Confidential, Houston, TX
Data Processor/Geophysical Data Scientist
Responsibilities:
- Built prediction models of major subsurface properties for underground image, geologic interpretation and drilling decisions. Utilized advanced methods of big data analytics, machine learning, artificial intelligence, wave equation modeling, and statistical analysis. Provided exclusive summary on oil/gas seismic data and well profiles, conduct predictive analyses and data mining to support interpretation and operations.
- Cross - correlation based data analysis method through Python and R on multi-offset-well to help predict the models and pore-pressure ahead a little for real time drilling. Big data modeling with in corporation of seismic, rock physics, statistical analysis, well logs and geological information into the 'beyond image'.
- Using Python and Java, developing, operationalizing, and productionizing machine learning models to make significant impact on the geological pattern identification and subsurface model prediction. Analyzing seismic and log data with sub-group analysis (classification-clustering, hybrid approach by PCA and SOM) and model prediction methods (regression, random forest, boosted tree, standard neural network etc.).
- Use SAS statistical regression method to simulate the anisotropic trend.
- Tested the migrated data processing system on Google Cloud with velocity model updating tasks.
- ETL to convert unstructured data to structured data and import the data to Hadoop HDFS. Utilized MapR as a low-risk big data solution to build a digital oilfield. Efficiently integrated and analyzed the data to increase drilling performance and interpretation quality. Analyzed sensors and well log data in HDFS with HiveQL and prepare for prediction learning models.
- Constantly monitored the data and models to identify the scope of improvement in the processing and business. Manipulated and prepared the data for data visualization and report generation. Performed data analysis, statistical analysis, generated reports, listings and graphs.
- Co-leader of mathematics community 2015, Schlumberger Eureca.
Confidential, Houston, TX
Data Processor/Advanced Software Engineer
Responsibilities:
- Using C/C++ programming language, develop and support modules of grid based model operations and acquisition geometry simulations.
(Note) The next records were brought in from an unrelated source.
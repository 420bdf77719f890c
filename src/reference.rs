//! Static supply-chain reference data
//!
//! ## Table of Contents
//! - **Product / Supplier / Warehouse**: Reference records
//! - **ReferenceData**: The immutable table shared by every request
//! - **reference_data**: Accessor for the process-wide table

use serde::Serialize;

/// A product line with its baseline demand and disruption risk.
#[derive(Debug, Clone, PartialEq, Serialize)]
pub struct Product {
    pub id: &'static str,
    pub name: &'static str,
    /// Baseline units per period
    pub demand: u32,
    /// Baseline disruption risk (0-1)
    pub risk: f64,
}

#[derive(Debug, Clone, PartialEq, Serialize)]
pub struct Supplier {
    pub id: &'static str,
    pub name: &'static str,
    /// On-time delivery ratio (0-1)
    pub reliability: f64,
    pub lead_time_days: u32,
}

#[derive(Debug, Clone, PartialEq, Serialize)]
pub struct Warehouse {
    pub id: &'static str,
    pub name: &'static str,
    /// Capacity in units
    pub capacity: u32,
    /// Fraction of capacity in use (0-1)
    pub utilization: f64,
}

/// Reference table served by `/mock-data` and used for analytics.
#[derive(Debug, Clone, Serialize)]
pub struct ReferenceData {
    pub products: Vec<Product>,
    pub suppliers: Vec<Supplier>,
    pub warehouses: Vec<Warehouse>,
}

lazy_static::lazy_static! {
    static ref REFERENCE_DATA: ReferenceData = ReferenceData::builtin();
}

/// The process-wide reference table. Built on first access, never mutated.
pub fn reference_data() -> &'static ReferenceData {
    &REFERENCE_DATA
}

impl ReferenceData {
    /// The table bundled with the service.
    pub fn builtin() -> Self {
        Self {
            products: vec![
                Product { id: "P001", name: "Electronics", demand: 1200, risk: 0.12 },
                Product { id: "P002", name: "Clothing", demand: 800, risk: 0.08 },
                Product { id: "P003", name: "Food Items", demand: 2000, risk: 0.25 },
                Product { id: "P004", name: "Automotive", demand: 500, risk: 0.18 },
                Product { id: "P005", name: "Home & Garden", demand: 900, risk: 0.05 },
            ],
            suppliers: vec![
                Supplier { id: "S001", name: "Global Electronics Co", reliability: 0.95, lead_time_days: 7 },
                Supplier { id: "S002", name: "Fashion Forward Ltd", reliability: 0.88, lead_time_days: 14 },
                Supplier { id: "S003", name: "Fresh Foods Inc", reliability: 0.92, lead_time_days: 3 },
            ],
            warehouses: vec![
                Warehouse { id: "W001", name: "North Distribution Center", capacity: 50_000, utilization: 0.75 },
                Warehouse { id: "W002", name: "South Logistics Hub", capacity: 35_000, utilization: 0.82 },
                Warehouse { id: "W003", name: "East Coast Fulfillment", capacity: 42_000, utilization: 0.68 },
            ],
        }
    }

    pub fn product(&self, id: &str) -> Option<&Product> {
        self.products.iter().find(|p| p.id.eq_ignore_ascii_case(id))
    }

    pub fn supplier(&self, id: &str) -> Option<&Supplier> {
        self.suppliers.iter().find(|s| s.id.eq_ignore_ascii_case(id))
    }

    pub fn warehouse(&self, id: &str) -> Option<&Warehouse> {
        self.warehouses.iter().find(|w| w.id.eq_ignore_ascii_case(id))
    }
}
- Support script based workflows, including I/O of large datasets, calling geophysical modules, and communications of parallel processes.
- Seismic attributes clustering using unsupervised neural network to help better utilizing big volume of geophysical data for geological feature recognition and oil production risk control.
- Acquisition geometry simulation using Matlab/Unix Scripts.
Confidential, Houston, TX
Seismic Data Processor
Responsibilities:
- Seismic Data Processing & Interpretation; generated high quality subsurface images as a part of the team, with strong problem - solving ability, efficiency communication and corporation.
- Load acquisition data for processing with Oracle database management.
- Perform data analysis from different domains using both geophysical and statistical methods. Detect noisy/bad traces based on anomalous analysis. Predict and subtract noise models and surface related multiple models based on pattern reorganization, convolution methods and amplitude ratio identification.
- Clean/archive data sets on schedule. Processed seismic surveys of terabyte-datasets.
Confidential, Woodlands, TX
Financial Analyst
Responsibilities:
- Financial and Business analytics service using SAS and C. Generate prediction and regression model using statistical supervised learning methods.
- Collaborated with the analyst group to analyze the portfolio and evaluate the models. Estimate Value - at-Risk using Monte Carlo Simulation.
- Performed data analysis, statistical analysis, generated reports, listings and graphs.
- SAS financial time series autocorrelation analysis and regression using SAS/SGPLOT, PROC AUTOREG, with investigations into the model parameters AIC, AICC, MAPE, R-Square, etc.
- Trained the stock market prediction models and select the model with data mining methods.